- Born: 1887 Constantinople, Ottoman Empire
- Died: 14 July 1958 (aged 70–71) Baghdad, Iraq
- Spouse: Ali bin Hussein, King of Hejaz ​ ​(m. 1906; died 1935)​
- Issue: Abadiya Aliya Abd al-Ilah Badiya Jalila
- Father: Abd al-Ilah Pasha

= Princess Nafissa =

Iraqi princess (died 1958)

Princess Nafissa Khanum (1887 – 14 July 1958) was a Hejazi-Iraqi royalty, the mother of Crown Prince Abd al-Ilah. She was the maternal grandmother of King Faisal II of Iraq. She died during the massacre of the royal family during the 14 July Revolution.

==Life==
She was the daughter of Abd al-Ilah Pasha ibn Muhammad, Grand Sharif and Emir of Mecca. She married Ali bin Hussein, King of Hejaz, in 1906 in Yeniköy, Bosphorus. Her husband was the King of Hejaz in 1924–1925. The family moved to Iraq after the deposition of her husband in 1925.

Her daughter married the king Ghazi of Iraq and became queen of Iraq in 1933. Nafissa became a widow in 1935. In 1939, her grandson Faisal II became king of Iraq.

On 14 July 1958, the Royal Al-Rehab Palace in Baghdad, was attacked by the rebels during the 14 July Revolution. When the defenders of the palace realized they were vastly overnumbered, and that it would be impossible to defend the royal family, they agreed to hand them over to the rebels, who stated that they would transport them to custody in the Ministry of Defense. The royal family, consisting of the king, the crown prince, Princess Hiyam, Princess Nafissa, Princess Abadiya (the king's aunt), as well as some members of the royal staff, left the palace via the kitchen. When passing the kitchen garden through a row of rebel soldiers, the soldiers opened fire. The king was hit in the head and neck, while the crown prince, Nafissa and Abadiya were all hit in the back, and Princess Hiyam in the leg or hip. The rebels had agreed that the crown prince and the prime minister should be killed, but there had been different opinions as what to do with the king, and no decisions at all in regard to the female members of the family.

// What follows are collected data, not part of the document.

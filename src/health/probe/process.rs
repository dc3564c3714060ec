use std::sync::Arc;

use async_trait::async_trait;
use tracing::debug;

use crate::config::{Instance, ProcessConfig};
use crate::health::report::{ProbeKind, ProbeVerdict};
use crate::inspect::ProcessInspector;

use super::Probe;

/// Is the proxy process alive
pub struct ProcessProbe {
    config: ProcessConfig,
    inspector: Arc<dyn ProcessInspector>,
}

impl ProcessProbe {
    pub fn new(config: ProcessConfig, inspector: Arc<dyn ProcessInspector>) -> Self {
        Self { config, inspector }
    }
}

#[async_trait]
impl Probe for ProcessProbe {
    fn kind(&self) -> ProbeKind {
        ProbeKind::Process
    }

    async fn check(&self, instance: &Instance) -> ProbeVerdict {
        let signature = self.config.signature_for(&instance.name);

        match self.inspector.find(&signature).await {
            Ok(rows) if !rows.is_empty() => {
                debug!(instance = %instance.name, pids = ?rows.iter().map(|r| r.pid).collect::<Vec<_>>(), "Process found");
                ProbeVerdict::ok(self.kind())
            }
            Ok(_) => ProbeVerdict::failed(self.kind(), "no process matches the launch signature"),
            // Can't tell a dead proxy from a broken inspection
            Err(e) => ProbeVerdict::failed(self.kind(), e.to_string()),
        }
    }
}
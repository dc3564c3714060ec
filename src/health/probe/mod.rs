//! The probe battery
//!
//! Each probe is a pure function of an instance and its collaborators to a
//! [`ProbeVerdict`]. Inspection failures are mapped to a verdict inside the
//! probe; the [`FailurePolicy`] only decides what a timeout means.

pub mod backend;
pub mod error_log;
pub mod process;
pub mod reachability;
pub mod resource;

pub use backend::BackendHealthProbe;
pub use error_log::ErrorLogProbe;
pub use process::ProcessProbe;
pub use reachability::ReachabilityProbe;
pub use resource::ResourceUsageProbe;

use async_trait::async_trait;

use crate::config::Instance;

use super::report::{ProbeKind, ProbeVerdict};
use super::severity::Severity;

/// What an inconclusive probe reports
#[derive(Debug, Clone, Copy, PartialEq, Eq)]
pub enum FailurePolicy {
    /// Inspection failure is reported as FAILED
    FailSafe,
    /// Inspection failure is reported as OK
    FailOpen,
}

impl FailurePolicy {
    pub fn severity(&self) -> Severity {
        match self {
            FailurePolicy::FailSafe => Severity::Failed,
            FailurePolicy::FailOpen => Severity::Ok,
        }
    }
}

/// A single independent health check
#[async_trait]
pub trait Probe: Send + Sync {
    fn kind(&self) -> ProbeKind;

    fn failure_policy(&self) -> FailurePolicy {
        FailurePolicy::FailSafe
    }

    async fn check(&self, instance: &Instance) -> ProbeVerdict;
}
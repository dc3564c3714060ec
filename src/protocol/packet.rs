use bytes::{Buf, BufMut, Bytes, BytesMut};

/// MySQL packet header size: 3 bytes length + 1 byte sequence
pub const PACKET_HEADER_SIZE: usize = 4;

/// MySQL wire protocol packet
#[derive(Debug, Clone)]
pub struct Packet {
    pub sequence_id: u8,
    pub payload: Bytes,
}

impl Packet {
    pub fn new(sequence_id: u8, payload: impl Into<Bytes>) -> Self {
        Self {
            sequence_id,
            payload: payload.into(),
        }
    }

    /// Encode packet to bytes (header + payload)
    pub fn encode(&self, dst: &mut BytesMut) {
        let len = self.payload.len();
        // 3 bytes for length (little endian)
        dst.put_u8((len & 0xFF) as u8);
        dst.put_u8(((len >> 8) & 0xFF) as u8);
        dst.put_u8(((len >> 16) & 0xFF) as u8);
        dst.put_u8(self.sequence_id);
        dst.extend_from_slice(&self.payload);
    }

    /// Try to decode packet from bytes, returns None if not enough data
    pub fn decode(src: &mut BytesMut) -> Option<Self> {
        if src.len() < PACKET_HEADER_SIZE {
            return None;
        }

        let len = src[0] as usize | ((src[1] as usize) << 8) | ((src[2] as usize) << 16);

        let total_len = PACKET_HEADER_SIZE + len;
        if src.len() < total_len {
            return None;
        }

        let sequence_id = src[3];
        src.advance(PACKET_HEADER_SIZE);
        let payload = src.split_to(len).freeze();

        Some(Self {
            sequence_id,
            payload,
        })
    }
}

/// MySQL capability flags
pub mod capabilities {
    pub const CLIENT_LONG_PASSWORD: u32 = 1;
    pub const CLIENT_FOUND_ROWS: u32 = 1 << 1;
    pub const CLIENT_LONG_FLAG: u32 = 1 << 2;
    pub const CLIENT_CONNECT_WITH_DB: u32 = 1 << 3;
    pub const CLIENT_PROTOCOL_41: u32 = 1 << 9;
    pub const CLIENT_TRANSACTIONS: u32 = 1 << 14;
    pub const CLIENT_SECURE_CONNECTION: u32 = 1 << 15;
    pub const CLIENT_MULTI_RESULTS: u32 = 1 << 17;
    pub const CLIENT_PLUGIN_AUTH: u32 = 1 << 19;
    pub const CLIENT_DEPRECATE_EOF: u32 = 1 << 24;

    /// Capabilities the monitor client offers
    ///
    /// CLIENT_DEPRECATE_EOF is left out so result sets always carry the
    /// EOF packet after the column definitions.
    pub const DEFAULT_CAPABILITIES: u32 = CLIENT_LONG_PASSWORD
        | CLIENT_FOUND_ROWS
        | CLIENT_LONG_FLAG
        | CLIENT_PROTOCOL_41
        | CLIENT_TRANSACTIONS
        | CLIENT_SECURE_CONNECTION
        | CLIENT_MULTI_RESULTS
        | CLIENT_PLUGIN_AUTH;
}

/// Command bytes the monitor sends
pub mod command {
    pub const COM_QUIT: u8 = 0x01;
    pub const COM_QUERY: u8 = 0x03;
}
use bytes::BytesMut;
use tokio_util::codec::{Decoder, Encoder};

use super::packet::Packet;

/// MySQL packet codec for use with tokio Framed
#[derive(Debug, Default)]
pub struct PacketCodec;

impl Decoder for PacketCodec {
    type Item = Packet;
    type Error = std::io::Error;

    fn decode(&mut self, src: &mut BytesMut) -> Result<Option<Self::Item>, Self::Error> {
        Ok(Packet::decode(src))
    }
}

impl Encoder<Packet> for PacketCodec {
    type Error = std::io::Error;

    fn encode(&mut self, item: Packet, dst: &mut BytesMut) -> Result<(), Self::Error> {
        item.encode(dst);
        Ok(())
    }
}
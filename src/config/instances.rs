//! Instance list parsing
//!
//! One instance per line: `name=proxy_port,admin_port`. Blank lines and
//! `#` comments are ignored; malformed lines are skipped with a warning.

use serde::Serialize;
use tracing::{debug, warn};

/// One monitored proxy process
#[derive(Debug, Clone, PartialEq, Eq, Hash, Serialize)]
pub struct Instance {
    /// Instance name (also the config-file key of the proxy)
    #[serde(skip)]
    pub name: String,
    /// Client-facing service port
    pub proxy_port: u16,
    /// Administrative interface port
    pub admin_port: u16,
}

impl Instance {
    pub fn new(name: impl Into<String>, proxy_port: u16, admin_port: u16) -> Self {
        Self {
            name: name.into(),
            proxy_port,
            admin_port,
        }
    }
}

/// Reason an instance line was rejected
#[derive(Debug, Clone, PartialEq, Eq, thiserror::Error)]
pub enum InstanceParseError {
    #[error("missing '=' between name and ports")]
    MissingEquals,
    #[error("missing ',' between proxy and admin port")]
    MissingComma,
    #[error("empty instance name")]
    EmptyName,
    #[error("invalid port: {0:?}")]
    InvalidPort(String),
}

/// Parse a single line
///
/// Returns `Ok(None)` for blank and comment lines.
pub fn parse_instance_line(line: &str) -> Result<Option<Instance>, InstanceParseError> {
    let line = line.trim();
    if line.is_empty() || line.starts_with('#') {
        return Ok(None);
    }

    let (name, ports) = line.split_once('=').ok_or(InstanceParseError::MissingEquals)?;
    let name = name.trim();
    if name.is_empty() {
        return Err(InstanceParseError::EmptyName);
    }

    let (proxy_port, admin_port) = ports
        .split_once(',')
        .ok_or(InstanceParseError::MissingComma)?;

    Ok(Some(Instance::new(
        name,
        parse_port(proxy_port)?,
        parse_port(admin_port)?,
    )))
}

fn parse_port(raw: &str) -> Result<u16, InstanceParseError> {
    let raw = raw.trim();
    raw.parse::<u16>()
        .map_err(|_| InstanceParseError::InvalidPort(raw.to_string()))
}

/// Parse an instance list
///
/// Instances keep file order. A repeated name replaces the earlier entry's
/// ports in place (last definition wins, first position kept).
pub fn parse_instances(text: &str) -> Vec<Instance> {
    let mut instances: Vec<Instance> = Vec::new();

    for (lineno, line) in text.lines().enumerate() {
        let instance = match parse_instance_line(line) {
            Ok(Some(instance)) => instance,
            Ok(None) => continue,
            Err(e) => {
                warn!(line = lineno + 1, content = %line.trim(), error = %e, "Skipping malformed instance line");
                continue;
            }
        };

        match instances.iter_mut().find(|i| i.name == instance.name) {
            Some(existing) => {
                warn!(
                    instance = %instance.name,
                    line = lineno + 1,
                    "Duplicate instance name, later definition wins"
                );
                *existing = instance;
            }
            None => instances.push(instance),
        }
    }

    debug!(count = instances.len(), "Parsed instance list");
    instances
}
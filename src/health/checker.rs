//! Runs the probe battery against one instance

use std::panic::AssertUnwindSafe;
use std::sync::Arc;
use std::time::{Duration, Instant};

use futures::FutureExt;
use tracing::{debug, warn};

use crate::config::{Config, Instance};

use super::probe::{
    BackendHealthProbe, ErrorLogProbe, Probe, ProcessProbe, ReachabilityProbe, ResourceUsageProbe,
};
use super::report::{InstanceReport, ProbeVerdict};
use super::Collaborators;

/// Evaluates every probe for an instance and folds the verdicts
///
/// Probes run sequentially in a fixed order and are never short-circuited:
/// a FAILED process probe still lets the network probes report.
pub struct InstanceChecker {
    probes: Vec<Arc<dyn Probe>>,
    probe_timeout: Duration,
}

impl InstanceChecker {
    /// Build the standard battery from configuration
    pub fn new(config: &Config, collaborators: Collaborators) -> Self {
        let host = config.monitor.host.clone();
        let probes: Vec<Arc<dyn Probe>> = vec![
            Arc::new(ProcessProbe::new(
                config.process.clone(),
                collaborators.processes.clone(),
            )),
            Arc::new(ReachabilityProbe::new(
                host.clone(),
                config.reachability.credentials(),
                collaborators.protocol,
            )),
            Arc::new(BackendHealthProbe::new(
                host,
                config.admin.clone(),
                collaborators.admin,
            )),
            Arc::new(ResourceUsageProbe::new(
                config.process.clone(),
                config.resources.clone(),
                collaborators.processes,
            )),
            Arc::new(ErrorLogProbe::new(
                config.error_log.clone(),
                collaborators.logs,
            )),
        ];

        Self::with_probes(probes, config.monitor.probe_timeout())
    }

    /// Use an explicit probe list
    pub fn with_probes(probes: Vec<Arc<dyn Probe>>, probe_timeout: Duration) -> Self {
        Self {
            probes,
            probe_timeout,
        }
    }

    pub fn probes(&self) -> &[Arc<dyn Probe>] {
        &self.probes
    }

    pub async fn check(&self, instance: &Instance) -> InstanceReport {
        let mut verdicts = Vec::with_capacity(self.probes.len());
        for probe in &self.probes {
            verdicts.push(self.run_probe(probe.as_ref(), instance).await);
        }

        let report = InstanceReport::new(instance.clone(), verdicts);
        debug!(instance = %instance.name, severity = %report.severity(), "Instance checked");
        report
    }

    /// Run a single probe, containing timeouts and panics
    async fn run_probe(&self, probe: &dyn Probe, instance: &Instance) -> ProbeVerdict {
        let kind = probe.kind();
        let start = Instant::now();

        let outcome = tokio::time::timeout(
            self.probe_timeout,
            AssertUnwindSafe(probe.check(instance)).catch_unwind(),
        )
        .await;

        let verdict = match outcome {
            Ok(Ok(mut verdict)) => {
                // A probe may only speak for itself
                verdict.probe = kind;
                verdict
            }
            Ok(Err(_)) => {
                warn!(instance = %instance.name, probe = %kind, "Probe panicked");
                ProbeVerdict::failed(kind, "probe aborted unexpectedly")
            }
            Err(_) => {
                warn!(
                    instance = %instance.name,
                    probe = %kind,
                    timeout_ms = self.probe_timeout.as_millis() as u64,
                    "Probe timed out"
                );
                ProbeVerdict::new(
                    kind,
                    probe.failure_policy().severity(),
                    format!("timed out after {}ms", self.probe_timeout.as_millis()),
                )
            }
        };

        debug!(
            instance = %instance.name,
            probe = %kind,
            severity = %verdict.severity,
            elapsed_ms = start.elapsed().as_millis() as u64,
            "Probe finished"
        );
        verdict
    }
}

After the massacre, the bodies were taken to cars to be transported to the Ministry of Defence. The king, as well as the princesses Abadiya and Hiyam, were reportedly still alive during the transport, but the king died along the way. During the transport, the cars stopped, and the bodies of the king and the crown prince were taken out; the former being hanged, the latter being defiled and dragged through the streets. Hiyam was the only member of the family to survive.

==Issue==
She had one son and four daughters:

- Abadiya bint Ali – born 1907 – died 14 July 1958.
- Princess Aliya – born 1911 – died 21 December 1950, married her first cousin, Ghazi I King of Iraq, becoming Queen Aliya of Iraq.
- Crown Prince Abd al-Ilah – born 14 November 1913 – died 14 July 1958, married three times first to Melek el-Din Fauzi in 1936 divorced in 1940, then to Faiza al-Tarabulsi in 1948 divorced 1950 and finally to Hiyam 'Abdu'l-Ilah in 1958.
- Princess Badiya – born June 1920 - died London 9 May 2020, married Sharif Al-Hussein bin Ali. They had a son, Sharif Ali bin Al-Hussein and 2 daughters.
- Princess Jalila – born 1923 – died 28 December 1955, married Sharif Dr. Ahmad Hazim Bey.